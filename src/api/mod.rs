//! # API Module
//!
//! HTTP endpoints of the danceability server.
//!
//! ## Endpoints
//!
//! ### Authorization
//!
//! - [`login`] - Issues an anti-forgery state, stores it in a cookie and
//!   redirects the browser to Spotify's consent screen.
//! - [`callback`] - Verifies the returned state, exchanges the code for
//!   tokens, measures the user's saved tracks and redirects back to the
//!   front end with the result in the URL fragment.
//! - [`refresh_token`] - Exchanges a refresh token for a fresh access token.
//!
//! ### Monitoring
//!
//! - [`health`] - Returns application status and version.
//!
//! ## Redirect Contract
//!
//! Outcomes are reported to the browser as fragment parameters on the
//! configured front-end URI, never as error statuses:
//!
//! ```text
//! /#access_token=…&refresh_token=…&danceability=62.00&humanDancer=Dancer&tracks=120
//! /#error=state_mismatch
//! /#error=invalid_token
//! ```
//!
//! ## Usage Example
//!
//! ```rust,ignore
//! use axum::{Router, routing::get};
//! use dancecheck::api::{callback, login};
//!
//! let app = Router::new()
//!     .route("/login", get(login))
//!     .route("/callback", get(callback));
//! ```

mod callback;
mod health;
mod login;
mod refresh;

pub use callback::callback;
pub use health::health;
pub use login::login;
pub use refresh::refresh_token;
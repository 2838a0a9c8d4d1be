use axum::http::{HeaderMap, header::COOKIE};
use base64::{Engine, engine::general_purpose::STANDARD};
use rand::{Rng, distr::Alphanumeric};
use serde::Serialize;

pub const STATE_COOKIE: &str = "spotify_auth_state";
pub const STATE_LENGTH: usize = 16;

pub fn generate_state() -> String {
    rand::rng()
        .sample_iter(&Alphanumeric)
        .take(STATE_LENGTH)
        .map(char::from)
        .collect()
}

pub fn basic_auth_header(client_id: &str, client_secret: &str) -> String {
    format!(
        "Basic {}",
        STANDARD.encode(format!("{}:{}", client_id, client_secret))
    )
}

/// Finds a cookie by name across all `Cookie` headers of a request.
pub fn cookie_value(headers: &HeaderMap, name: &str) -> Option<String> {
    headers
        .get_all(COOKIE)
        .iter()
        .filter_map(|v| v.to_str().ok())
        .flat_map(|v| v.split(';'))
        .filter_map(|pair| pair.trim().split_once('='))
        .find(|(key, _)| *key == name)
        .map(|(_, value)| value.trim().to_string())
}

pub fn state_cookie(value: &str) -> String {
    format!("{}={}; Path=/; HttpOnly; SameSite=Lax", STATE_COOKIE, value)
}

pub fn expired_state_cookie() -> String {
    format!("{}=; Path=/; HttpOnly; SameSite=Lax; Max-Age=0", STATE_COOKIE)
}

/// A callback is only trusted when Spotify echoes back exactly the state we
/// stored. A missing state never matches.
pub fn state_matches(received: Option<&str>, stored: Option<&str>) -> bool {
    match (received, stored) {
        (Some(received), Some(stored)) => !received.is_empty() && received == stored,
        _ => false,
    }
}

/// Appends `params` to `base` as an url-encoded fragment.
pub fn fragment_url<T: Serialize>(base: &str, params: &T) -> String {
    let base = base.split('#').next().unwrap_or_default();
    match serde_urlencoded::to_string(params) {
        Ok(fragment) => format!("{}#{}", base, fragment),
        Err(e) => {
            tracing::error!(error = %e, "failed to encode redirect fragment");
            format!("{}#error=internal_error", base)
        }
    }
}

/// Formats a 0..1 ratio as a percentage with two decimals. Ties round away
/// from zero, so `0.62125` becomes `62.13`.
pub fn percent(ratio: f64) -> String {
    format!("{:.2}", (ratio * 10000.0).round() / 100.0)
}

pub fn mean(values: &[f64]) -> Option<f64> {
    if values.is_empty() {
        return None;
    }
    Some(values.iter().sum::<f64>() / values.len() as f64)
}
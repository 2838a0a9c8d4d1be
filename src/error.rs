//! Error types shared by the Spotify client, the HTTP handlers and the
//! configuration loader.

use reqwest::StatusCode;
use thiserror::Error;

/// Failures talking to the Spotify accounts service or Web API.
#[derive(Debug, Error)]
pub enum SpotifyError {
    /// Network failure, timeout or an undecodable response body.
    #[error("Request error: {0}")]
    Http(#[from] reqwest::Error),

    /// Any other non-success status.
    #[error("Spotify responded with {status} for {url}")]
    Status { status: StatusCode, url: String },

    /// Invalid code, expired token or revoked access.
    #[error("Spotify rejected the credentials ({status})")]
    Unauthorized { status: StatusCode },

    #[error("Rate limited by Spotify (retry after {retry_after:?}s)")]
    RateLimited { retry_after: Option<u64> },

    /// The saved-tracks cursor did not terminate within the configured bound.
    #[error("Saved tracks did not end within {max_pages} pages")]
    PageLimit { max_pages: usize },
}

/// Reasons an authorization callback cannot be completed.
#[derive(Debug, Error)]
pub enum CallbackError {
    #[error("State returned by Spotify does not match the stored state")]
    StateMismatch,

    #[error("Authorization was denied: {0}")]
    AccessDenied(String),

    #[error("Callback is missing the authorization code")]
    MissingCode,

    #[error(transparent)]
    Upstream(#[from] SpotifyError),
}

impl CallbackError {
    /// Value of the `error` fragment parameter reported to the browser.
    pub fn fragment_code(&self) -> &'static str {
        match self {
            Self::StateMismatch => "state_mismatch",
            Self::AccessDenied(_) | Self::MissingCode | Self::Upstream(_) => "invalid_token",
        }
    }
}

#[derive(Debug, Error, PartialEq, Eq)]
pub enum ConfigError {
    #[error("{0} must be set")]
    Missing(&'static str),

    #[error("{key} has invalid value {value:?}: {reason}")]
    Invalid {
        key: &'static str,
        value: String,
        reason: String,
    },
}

What you have to do:
The word "values" may appear in several lines of the data; copy every line where it does.

Finished exercise:
pub fn mean(values: &[f64]) -> Option<f64> {
    if values.is_empty() {
    Some(values.iter().sum::<f64>() / values.len() as f64)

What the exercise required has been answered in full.